Data excerpts:

● ● ● ● ●

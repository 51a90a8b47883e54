//! Stack growth for nested statement bodies.
//!
//! IF and WHILE bodies recurse once per nesting level, and nesting depth is
//! controlled by the source text. Statement parsing runs inside
//! [`ensure_sufficient_stack`], which grows the stack on demand.

/// Minimum stack space to keep available (100KB red zone).
#[cfg(not(target_arch = "wasm32"))]
const RED_ZONE: usize = 100 * 1024;

/// Stack space to allocate when growing (1MB).
#[cfg(not(target_arch = "wasm32"))]
const STACK_PER_RECURSION: usize = 1024 * 1024;

/// Run `f`, first growing the stack if less than [`RED_ZONE`] remains.
#[inline]
#[cfg(not(target_arch = "wasm32"))]
pub(crate) fn ensure_sufficient_stack<R>(f: impl FnOnce() -> R) -> R {
    stacker::maybe_grow(RED_ZONE, STACK_PER_RECURSION, f)
}

/// WASM manages its own stack.
#[inline]
#[cfg(target_arch = "wasm32")]
pub(crate) fn ensure_sufficient_stack<R>(f: impl FnOnce() -> R) -> R {
    f()
}
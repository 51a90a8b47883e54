#![allow(clippy::unwrap_used, clippy::expect_used)]

use pretty_assertions::assert_eq;
use proptest::prelude::*;

use super::*;
use crate::Span;

fn kinds(source: &str) -> Vec<TokenKind> {
    lex(source)
        .expect("source should lex")
        .into_iter()
        .map(|t| t.kind)
        .collect()
}

fn lex_err(source: &str) -> LexErrorKind {
    lex(source).expect_err("source should not lex").kind
}

// === Operators ===

#[test]
fn single_char_operators_skip_whitespace() {
    assert_eq!(
        kinds("+- */"),
        vec![
            TokenKind::Plus,
            TokenKind::Minus,
            TokenKind::Asterisk,
            TokenKind::Slash,
            TokenKind::Newline,
            TokenKind::Eof,
        ]
    );
}

#[test]
fn two_char_operators_win_only_on_exact_second_char() {
    assert_eq!(kinds("=")[0], TokenKind::Eq);
    assert_eq!(kinds("==")[0], TokenKind::EqEq);
    assert_eq!(kinds("<")[0], TokenKind::Lt);
    assert_eq!(kinds("<=")[0], TokenKind::LtEq);
    assert_eq!(kinds(">")[0], TokenKind::Gt);
    assert_eq!(kinds(">=")[0], TokenKind::GtEq);
    assert_eq!(kinds("!=")[0], TokenKind::NotEq);
}

#[test]
fn separated_equals_are_two_tokens() {
    assert_eq!(
        kinds("= ="),
        vec![TokenKind::Eq, TokenKind::Eq, TokenKind::Newline, TokenKind::Eof]
    );
    assert_eq!(
        kinds("<>"),
        vec![TokenKind::Lt, TokenKind::Gt, TokenKind::Newline, TokenKind::Eof]
    );
}

#[test]
fn operator_text_is_the_lexeme() {
    let tokens = lex(">= != ==").unwrap();
    let texts: Vec<&str> = tokens.iter().map(|t| t.text.as_str()).collect();
    assert_eq!(texts, vec![">=", "!=", "==", "\n", ""]);
}

#[test]
fn bang_requires_equals() {
    assert_eq!(lex_err("!"), LexErrorKind::BangWithoutEq { found: '\n' });
    assert_eq!(lex_err("!x"), LexErrorKind::BangWithoutEq { found: 'x' });
    assert_eq!(lex_err("! ="), LexErrorKind::BangWithoutEq { found: ' ' });
}

// === Full statements ===

#[test]
fn let_statement_without_trailing_newline() {
    let tokens = lex("LET foobar = 123").unwrap();
    let expected = vec![
        Token::new(TokenKind::Let, "LET", Span::new(0, 3)),
        Token::new(TokenKind::Ident, "foobar", Span::new(4, 10)),
        Token::new(TokenKind::Eq, "=", Span::new(11, 12)),
        Token::new(TokenKind::Number, "123", Span::new(13, 16)),
        Token::new(TokenKind::Newline, "\n", Span::new(16, 16)),
        Token::new(TokenKind::Eof, "", Span::new(16, 16)),
    ];
    assert_eq!(tokens, expected);
}

#[test]
fn trailing_newline_is_not_doubled_into_extra_statement_text() {
    assert_eq!(
        kinds("PRINT x\n"),
        vec![
            TokenKind::Print,
            TokenKind::Ident,
            TokenKind::Newline,
            TokenKind::Newline,
            TokenKind::Eof,
        ]
    );
}

#[test]
fn empty_source() {
    assert_eq!(kinds(""), vec![TokenKind::Newline, TokenKind::Eof]);
}

// === Keywords vs identifiers ===

#[test]
fn keyword_is_recognized() {
    assert_eq!(kinds("IF"), vec![TokenKind::If, TokenKind::Newline, TokenKind::Eof]);
}

#[test]
fn maximal_munch_beats_keyword_prefix() {
    let tokens = lex("IFX").unwrap();
    assert_eq!(tokens[0].kind, TokenKind::Ident);
    assert_eq!(tokens[0].text, "IFX");
    assert_eq!(tokens.len(), 3);
}

#[test]
fn identifiers_keep_case_and_digits() {
    let tokens = lex("while Label2 x1y").unwrap();
    assert_eq!(tokens[0], Token::new(TokenKind::Ident, "while", Span::new(0, 5)));
    assert_eq!(tokens[1].text, "Label2");
    assert_eq!(tokens[1].kind, TokenKind::Ident);
    assert_eq!(tokens[2].text, "x1y");
}

#[test]
fn all_keywords_on_one_line() {
    assert_eq!(
        kinds("LABEL GOTO PRINT INPUT LET IF THEN ENDIF WHILE REPEAT ENDWHILE"),
        vec![
            TokenKind::Label,
            TokenKind::Goto,
            TokenKind::Print,
            TokenKind::Input,
            TokenKind::Let,
            TokenKind::If,
            TokenKind::Then,
            TokenKind::EndIf,
            TokenKind::While,
            TokenKind::Repeat,
            TokenKind::EndWhile,
            TokenKind::Newline,
            TokenKind::Eof,
        ]
    );
}

#[test]
fn identifier_then_digit_run_stays_one_token() {
    let tokens = lex("a123+").unwrap();
    assert_eq!(tokens[0].text, "a123");
    assert_eq!(tokens[1].kind, TokenKind::Plus);
}

// === Strings ===

#[test]
fn string_text_excludes_quotes() {
    let tokens = lex("\"this is a string\"").unwrap();
    assert_eq!(
        tokens[0],
        Token::new(TokenKind::String, "this is a string", Span::new(0, 18))
    );
}

#[test]
fn empty_string() {
    let tokens = lex("\"\"").unwrap();
    assert_eq!(tokens[0].kind, TokenKind::String);
    assert_eq!(tokens[0].text, "");
}

#[test]
fn string_may_contain_keywords_and_operators() {
    let tokens = lex("\"IF x >= 3 # not a comment\"").unwrap();
    assert_eq!(tokens[0].text, "IF x >= 3 # not a comment");
    assert_eq!(tokens[1].kind, TokenKind::Newline);
}

#[test]
fn string_rejects_illegal_characters() {
    assert_eq!(lex_err("\"a\tb\""), LexErrorKind::IllegalStringChar('\t'));
    assert_eq!(lex_err("\"a\\nb\""), LexErrorKind::IllegalStringChar('\\'));
    assert_eq!(lex_err("\"100%\""), LexErrorKind::IllegalStringChar('%'));
    assert_eq!(lex_err("\"a\rb\""), LexErrorKind::IllegalStringChar('\r'));
}

#[test]
fn string_cannot_span_lines() {
    assert_eq!(lex_err("\"abc\ndef\""), LexErrorKind::IllegalStringChar('\n'));
    assert_eq!(lex_err("\"abc\n"), LexErrorKind::IllegalStringChar('\n'));
}

#[test]
fn string_at_end_of_input_is_unterminated() {
    assert_eq!(lex_err("\"abc"), LexErrorKind::UnterminatedString);
    assert_eq!(lex_err("\""), LexErrorKind::UnterminatedString);
    let err = lex("PRINT \"").unwrap_err();
    assert_eq!(err.kind, LexErrorKind::UnterminatedString);
    assert_eq!(err.span, Span::new(6, 7));
    assert_eq!(err.to_string(), "Unterminated string literal");
}

#[test]
fn illegal_string_char_span_points_at_char() {
    let err = lex("PRINT \"ab%\"").unwrap_err();
    assert_eq!(err.span, Span::new(9, 10));
}

// === Numbers ===

#[test]
fn integer_and_decimal_numbers() {
    let tokens = lex("123 9.81").unwrap();
    assert_eq!(tokens[0].text, "123");
    assert_eq!(tokens[1], Token::new(TokenKind::Number, "9.81", Span::new(4, 8)));
}

#[test]
fn decimal_point_requires_digit() {
    assert_eq!(
        lex_err("9."),
        LexErrorKind::MissingFractionDigits { found: '\n' }
    );
    assert_eq!(
        lex_err("9.x"),
        LexErrorKind::MissingFractionDigits { found: 'x' }
    );
}

#[test]
fn number_has_no_sign_or_exponent() {
    assert_eq!(
        kinds("-5"),
        vec![TokenKind::Minus, TokenKind::Number, TokenKind::Newline, TokenKind::Eof]
    );
    let tokens = lex("1e5").unwrap();
    assert_eq!(tokens[0].text, "1");
    assert_eq!(tokens[1].kind, TokenKind::Ident);
    assert_eq!(tokens[1].text, "e5");
}

#[test]
fn second_decimal_point_is_unknown() {
    assert_eq!(lex_err("1.2.3"), LexErrorKind::UnknownChar('.'));
}

// === Comments and whitespace ===

#[test]
fn comment_skipped_up_to_newline() {
    assert_eq!(
        kinds("*# trailing comment\n/"),
        vec![
            TokenKind::Asterisk,
            TokenKind::Newline,
            TokenKind::Slash,
            TokenKind::Newline,
            TokenKind::Eof,
        ]
    );
}

#[test]
fn comment_on_last_line() {
    assert_eq!(kinds("# only a comment"), vec![TokenKind::Newline, TokenKind::Eof]);
}

#[test]
fn carriage_returns_are_insignificant() {
    assert_eq!(
        kinds("PRINT x\r\n"),
        vec![
            TokenKind::Print,
            TokenKind::Ident,
            TokenKind::Newline,
            TokenKind::Newline,
            TokenKind::Eof,
        ]
    );
}

// === Unknown characters ===

#[test]
fn unknown_characters() {
    assert_eq!(lex_err("@"), LexErrorKind::UnknownChar('@'));
    assert_eq!(lex_err("(1)"), LexErrorKind::UnknownChar('('));
    assert_eq!(lex_err("_x"), LexErrorKind::UnknownChar('_'));
    assert_eq!(lex_err("a\0b"), LexErrorKind::UnknownChar('\0'));
}

#[test]
fn unknown_char_span() {
    let err = lex("LET a = $").unwrap_err();
    assert_eq!(err.span, Span::new(8, 9));
}

// === Pull model ===

#[test]
fn eof_is_absorbing() {
    let mut lexer = Lexer::new("x");
    assert_eq!(lexer.next_token().unwrap().kind, TokenKind::Ident);
    assert_eq!(lexer.next_token().unwrap().kind, TokenKind::Newline);
    assert!(lexer.next_token().unwrap().is_eof());
    assert!(lexer.next_token().unwrap().is_eof());
}

#[test]
fn char_level_navigation() {
    let mut lexer = Lexer::new("ab");
    assert_eq!(lexer.current_char(), 'a');
    assert_eq!(lexer.peek_char(), 'b');
    lexer.advance_char();
    lexer.advance_char();
    assert_eq!(lexer.current_char(), '\n');
    assert_eq!(lexer.peek_char(), SENTINEL);
    lexer.advance_char();
    assert_eq!(lexer.current_char(), SENTINEL);
}

// === Properties ===

proptest! {
    #[test]
    fn never_panics_and_ends_in_eof(source in "\\PC{0,64}") {
        if let Ok(tokens) = lex(&source) {
            prop_assert_eq!(tokens.last().map(|t| t.kind), Some(TokenKind::Eof));
            prop_assert_eq!(tokens.iter().filter(|t| t.is_eof()).count(), 1);
        }
    }

    #[test]
    fn non_keyword_words_stay_identifiers(word in "[a-zA-Z][a-zA-Z0-9]{0,10}") {
        let tokens = lex(&word).unwrap();
        prop_assert_eq!(tokens.len(), 3);
        let expected = TokenKind::keyword(&word).unwrap_or(TokenKind::Ident);
        prop_assert_eq!(tokens[0].kind, expected);
        prop_assert_eq!(&tokens[0].text, &word);
    }

    #[test]
    fn numbers_round_trip_as_text(int in "[0-9]{1,8}", frac in proptest::option::of("[0-9]{1,4}")) {
        let source = match &frac {
            Some(f) => format!("{int}.{f}"),
            None => int.clone(),
        };
        let tokens = lex(&source).unwrap();
        prop_assert_eq!(tokens[0].kind, TokenKind::Number);
        prop_assert_eq!(&tokens[0].text, &source);
    }

    #[test]
    fn spans_stay_within_source(source in "[ A-Z0-9a-z=<>+*/\\-\n]{0,48}") {
        let len = u32::try_from(source.len()).unwrap();
        for token in lex(&source).unwrap() {
            prop_assert!(token.span.start <= token.span.end);
            prop_assert!(token.span.end <= len);
        }
    }
}
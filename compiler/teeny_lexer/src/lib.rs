//! Tokenizer for the Teeny language.
//!
//! Turns source text into a stream of typed [`Token`]s, one per call to
//! [`Lexer::next_token`]. The checker in `teeny_parse` pulls from it on
//! demand; [`lex`] collects a whole source for tooling and tests.
//!
//! # Lexical rules
//!
//! - Spaces, tabs and carriage returns separate tokens; `#` starts a comment
//!   that runs to the end of the line.
//! - Newlines are tokens: they terminate statements.
//! - Numbers are digit runs with an optional `.digits` fraction.
//! - Strings are `"..."` on one line and may not contain `\r`, `\n`, `\t`,
//!   `\` or `%`.
//! - Identifiers start with a letter and continue with letters or digits;
//!   the eleven upper-case keywords are matched exactly.

mod cursor;
mod lex_error;
mod lexer;
mod span;
mod token;

pub use cursor::SENTINEL;
pub use lex_error::{LexError, LexErrorKind};
pub use lexer::{lex, Lexer};
pub use span::{LineOffsetTable, Span};
pub use token::{Token, TokenKind};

● ● ● ● ●

Prompt:
From the entries, copy every line in which the word "Plus" occurs.

Task response:
            TokenKind::Plus,
    assert_eq!(tokens[1].kind, TokenKind::Plus);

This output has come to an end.